San Francisco
Directed by W. S. Van Dyke
Written by Anita Loos from the story by Robert E. Hopkins
1936/USA
Metro-Goldwyn-Mayer
Repeat viewing
[box] Waiter at Chicken’s Ball: [referring to the earthquake] Well, we certainly don’t do things halfway in San Francisco.[/box]
The music is the best thing about this glossy but cliche-ridden dramatic musical/disaster flick.

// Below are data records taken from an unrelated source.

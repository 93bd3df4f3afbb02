//! hostbind-gen - build-time generator of script binding tables
//!
//! Reads the Rust sources of a crate, finds the structs annotated with
//! `#[script_type]` and the members annotated inside their
//! `#[script_methods]` impl blocks, and writes one binding table per type plus
//! the aggregate registry for the `#[script_registry]` anchor.
//!
//! The pipeline:
//!
//! ```text
//! SourceSet ─▶ discovery ─▶ DeclarationSet ─┬▶ synth (per type, parallel) ─┐
//!                                           └──────────────────────────────┴▶ registry ─▶ write_to
//! ```
//!
//! # Build script
//!
//! ```ignore
//! fn main() {
//!     if let Err(e) = hostbind_gen::build() {
//!         panic!("{e}");
//!     }
//! }
//! ```

#![warn(missing_docs)]

pub mod attrs;
pub mod cache;
pub mod cancel;
pub mod discovery;
pub mod error;
pub mod generator;
pub mod model;
pub mod params;
pub mod registry;
pub mod source;
pub mod synth;

pub use cache::DiscoveryCache;
pub use cancel::CancellationToken;
pub use discovery::{discover, link, scan_file};
pub use error::{GenError, GenResult, Location};
pub use generator::{build, Generation, Generator, WriteSummary, OUTPUT_SUBDIR};
pub use model::DeclarationSet;
pub use registry::{RegistryManifest, REGISTRY_FILE_NAME};
pub use source::{SourceFile, SourceSet};
pub use synth::{artifact_file_name, GENERATED_HEADER};
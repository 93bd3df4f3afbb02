// #[script_methods] proc-macro implementation
//
// Validates member annotations and removes them, so the impl block compiles
// as plain Rust. Bindings themselves come from the generated table.

use proc_macro2::TokenStream;
use quote::ToTokens;
use syn::{Attribute, FnArg, ImplItem, ItemImpl, Result};

use hostbind_gen::attrs::{self, MethodAttr, PropertyAttr};

/// Expands the #[script_methods] attribute macro.
pub fn expand_script_methods(attr: TokenStream, item: TokenStream) -> Result<TokenStream> {
    if !attr.is_empty() {
        return Err(syn::Error::new_spanned(attr, "`#[script_methods]` takes no arguments"));
    }
    let mut item: ItemImpl = syn::parse2(item).map_err(|e| {
        syn::Error::new(e.span(), "`#[script_methods]` can only be applied to impl blocks")
    })?;
    if let Some((_, path, _)) = &item.trait_ {
        return Err(syn::Error::new_spanned(
            path,
            "`#[script_methods]` must be placed on an inherent impl block",
        ));
    }

    for impl_item in item.items.iter_mut() {
        let ImplItem::Fn(function) = impl_item else {
            continue;
        };
        check_member_attrs(&function.attrs)?;
        function
            .attrs
            .retain(|attr| !attrs::MEMBER_ATTRIBUTES.iter().any(|name| attrs::is_attr(attr, name)));

        for input in function.sig.inputs.iter_mut() {
            if let FnArg::Typed(pat_type) = input {
                for attr in pat_type.attrs.iter().filter(|a| attrs::is_attr(a, attrs::SCRIPT_DEFAULT)) {
                    attrs::parse_default(attr)?;
                }
                pat_type.attrs.retain(|attr| !attrs::is_attr(attr, attrs::SCRIPT_DEFAULT));
            }
        }
    }

    Ok(item.into_token_stream())
}

fn check_member_attrs(fn_attrs: &[Attribute]) -> Result<()> {
    let mut found: Option<&Attribute> = None;
    for attr in fn_attrs {
        if attrs::is_attr(attr, attrs::SCRIPT_CONSTRUCTOR) {
            attrs::expect_no_args(attr)?;
        } else if attrs::is_attr(attr, attrs::SCRIPT_METHOD) {
            MethodAttr::from_attribute(attr)?;
        } else if attrs::is_attr(attr, attrs::SCRIPT_PROPERTY) {
            PropertyAttr::from_attribute(attr)?;
        } else {
            continue;
        }
        if found.replace(attr).is_some() {
            return Err(syn::Error::new_spanned(
                attr,
                "a fn may carry only one of `script_constructor`, `script_method` or `script_property`",
            ));
        }
    }
    Ok(())
}

#[cfg(test)]
mod tests {
    use super::*;
    use quote::quote;

    #[test]
    fn test_member_annotations_are_stripped() {
        let output = expand_script_methods(
            quote!(),
            quote! {
                impl Vec3 {
                    #[script_constructor]
                    pub fn new(x: f32) -> Self { Vec3 { x } }

                    #[script_method(name = "move")]
                    #[inline]
                    pub fn translate(&mut self, #[script_default(1.0)] distance: f32) {
                        self.x += distance;
                    }

                    pub fn plain(&self) {}
                }
            },
        )
        .unwrap()
        .to_string();

        assert!(!output.contains("script_"));
        assert!(output.contains("# [inline]"));
        assert!(output.contains("distance : f32"));
    }

    #[test]
    fn test_rejections() {
        assert!(expand_script_methods(quote!(x), quote!(impl A {})).is_err());
        assert!(expand_script_methods(quote!(), quote!(struct A;)).is_err());
        assert!(expand_script_methods(quote!(), quote!(impl Clone for A {})).is_err());
        assert!(expand_script_methods(
            quote!(),
            quote!(impl A { #[script_method] #[script_property] fn f(&self) -> i32 { 0 } })
        )
        .is_err());
        assert!(expand_script_methods(
            quote!(),
            quote!(impl A { #[script_constructor(fast)] fn new() -> Self { A } })
        )
        .is_err());
        assert!(expand_script_methods(
            quote!(),
            quote!(impl A { #[script_method] fn f(&self, #[script_default(1 + 1)] x: i32) {} })
        )
        .is_err());
    }
}
//! Grimoire entity - multi-volume journals of image-bearing pages.
//!
//! Grimoires group by title; volumes of the same title are sorted by their
//! volume label. Pages keep insertion order and are numbered from one when
//! exported.

use serde::{Deserialize, Serialize};

use crate::ids::{CharacterId, GrimoireId};
use crate::value_objects::ImageData;

/// One page of a grimoire volume.
#[derive(Debug, Clone, Serialize, Deserialize)]
#[serde(rename_all = "camelCase")]
pub struct GrimoireEntry {
    #[serde(default)]
    pub subtitle: String,
    #[serde(default)]
    pub text: String,
    #[serde(default, skip_serializing_if = "Option::is_none")]
    pub image: Option<ImageData>,
}

/// A journal volume owned by a character.
#[derive(Debug, Clone, Serialize, Deserialize)]
#[serde(rename_all = "camelCase")]
pub struct Grimoire {
    pub id: GrimoireId,
    pub title: String,
    /// Volume label within the title group, e.g. "Vol. 1" or "Livro I".
    #[serde(default)]
    pub vol: String,
    #[serde(default, skip_serializing_if = "Option::is_none")]
    pub character_id: Option<CharacterId>,
    #[serde(default)]
    pub entries: Vec<GrimoireEntry>,
}

impl Grimoire {
    pub fn new(title: impl Into<String>, vol: impl Into<String>) -> Self {
        Self {
            id: GrimoireId::new(),
            title: title.into(),
            vol: vol.into(),
            character_id: None,
            entries: Vec::new(),
        }
    }

    pub fn with_owner(mut self, character_id: CharacterId) -> Self {
        self.character_id = Some(character_id);
        self
    }

    pub fn push_entry(&mut self, entry: GrimoireEntry) {
        self.entries.push(entry);
    }
}
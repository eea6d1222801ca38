//! In-play selection.
//!
//! At most one character is in play. Selecting a new one clears the
//! previous holder's flag *and* its combat state in the same logical
//! operation, so buffs never outlive their owner's turn on stage. The store
//! offers no multi-record atomicity; the previous holder is cleared first
//! so a failure can only leave zero in-play characters, never two.

use cardstock_domain::{Character, CharacterId};

use crate::repositories::CharacterRecords;

use super::error::PlayError;

pub struct SetInPlay {
    characters: CharacterRecords,
}

impl SetInPlay {
    pub fn new(characters: CharacterRecords) -> Self {
        Self { characters }
    }

    /// Mark `character_id` as in play (or take it off stage when `in_play`
    /// is false). Returns the updated character.
    pub async fn execute(
        &self,
        character_id: CharacterId,
        in_play: bool,
    ) -> Result<Character, PlayError> {
        let mut target = self
            .characters
            .get(character_id)
            .await?
            .ok_or(PlayError::CharacterNotFound)?;

        if in_play {
            for mut other in self.characters.list().await? {
                if other.id != target.id && other.in_play {
                    other.in_play = false;
                    other.clear_combat_state();
                    self.characters.save(&other).await?;
                }
            }
        }

        target.in_play = in_play;
        if !in_play {
            target.clear_combat_state();
        }
        self.characters.save(&target).await?;
        Ok(target)
    }
}

#[cfg(test)]
mod tests {
    use super::*;
    use std::sync::Arc;

    use cardstock_domain::Buff;
    use chrono::DateTime;

    use crate::infrastructure::MemoryStore;
    use crate::repositories::Records;

    fn records() -> CharacterRecords {
        Records::new(Arc::new(MemoryStore::new()))
    }

    async fn seed_combatant(characters: &CharacterRecords, title: &str) -> Character {
        let mut character = Character::new(title);
        character.in_play = true;
        character.is_in_combat = true;
        for n in 0..2 {
            character.active_buffs.grant(
                format!("src-{n}"),
                "Fúria (x1)",
                DateTime::from_timestamp(n, 0).expect("timestamp"),
                vec![Buff {
                    name: "forca".to_string(),
                    value: 2,
                }],
            );
        }
        characters.save(&character).await.expect("seed");
        character
    }

    #[tokio::test]
    async fn swapping_clears_the_previous_holder_combat_state() {
        let characters = records();
        let previous = seed_combatant(&characters, "A").await;
        let next = Character::new("B");
        characters.save(&next).await.expect("seed");

        let updated = SetInPlay::new(characters.clone())
            .execute(next.id, true)
            .await
            .expect("swap");
        assert!(updated.in_play);

        let demoted = characters
            .get(previous.id)
            .await
            .expect("get")
            .expect("present");
        assert!(!demoted.in_play);
        assert!(!demoted.is_in_combat);
        assert!(demoted.active_buffs.is_empty());
    }

    #[tokio::test]
    async fn only_one_character_is_ever_in_play() {
        let characters = records();
        let a = Character::new("A");
        let b = Character::new("B");
        characters.save(&a).await.expect("seed");
        characters.save(&b).await.expect("seed");

        let set_in_play = SetInPlay::new(characters.clone());
        set_in_play.execute(a.id, true).await.expect("select a");
        set_in_play.execute(b.id, true).await.expect("select b");

        let in_play: Vec<_> = characters
            .list()
            .await
            .expect("list")
            .into_iter()
            .filter(|c| c.in_play)
            .collect();
        assert_eq!(in_play.len(), 1);
        assert_eq!(in_play[0].id, b.id);
    }

    #[tokio::test]
    async fn taking_a_character_off_stage_clears_its_combat_state() {
        let characters = records();
        let combatant = seed_combatant(&characters, "A").await;

        let updated = SetInPlay::new(characters.clone())
            .execute(combatant.id, false)
            .await
            .expect("unset");
        assert!(!updated.in_play);
        assert!(!updated.is_in_combat);
        assert!(updated.active_buffs.is_empty());
    }
}
//! Play actions: everything a user does to the character on stage.

pub mod end_combat;
pub mod enter_combat;
pub mod error;
pub mod set_in_play;
pub mod types;
pub mod update_stat;
pub mod use_ability;

pub use end_combat::EndCombat;
pub use enter_combat::EnterCombat;
pub use error::PlayError;
pub use set_in_play::SetInPlay;
pub use types::{AbilityRef, ActionOutcome, StatEdit};
pub use update_stat::UpdateStat;
pub use use_ability::UseAbility;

Honorable but unbelieving Blackie Norton (Clark Gable) owns a saloon/cabaret/gambling hall called The Paradise on the wicked Barbary Coast of San Francisco. His boyhood pal Father Mullin (Spencer Tracy) keeps trying to reform Blackie but is getting nowhere. One day, starving young singer Mary Blake (Jeanette MacDonald) comes into The Paradise looking for work. Blackie is taken with Mary and gives her a job that shows off her legs and allows her to belt out “San Francisco” at his joint. Soon an opera impresario notices that Mary has a beautiful trained soprano voice but Blackie balks at letting Mary out of her contract. Mary has fallen in love with Blackie and is about to succumb to his advances when it is Father Mullen to the rescue. When will Heavenly Vengeance rescue the modern-day Sodom from its sinful ways? How about at 5:12 a.m. on April 18, 1906?
First I should say that I enjoyed the film quite a bit the first time I saw it and gave it a rating of 9/10. On repeat viewing, I wondered what I was thinking. While the acting and production are good, the story struck me as extremely hokey. Basically, we are treated to an epic struggle for the Immortal Souls of Blackie and Mary. Blackie’s soul can only be won by the mass destruction of the city he loves by earthquake.
I found the earthquake scenes clumsy although they were probably groundbreaking in 1936. D.W. Griffith reportedly directed the sequence and it shows. Jeanette MacDonald has some charming numbers including her first rendition of “San Francisco”, a tender version of “Would You?” and two operatic arias. However, her final performance of “San Francisco” at a climatic point in the plot and right before the building starts shaking reminded me of nothing less than Al Jolson belting out “Swanee”.
San Francisco was the top-grossing film of 1936. The city was in the news that year as the Golden Gate Bridge was under construction. The film was nominated for five Academy Awards, including for Best Production, and won the Oscar for Best Sound Recording.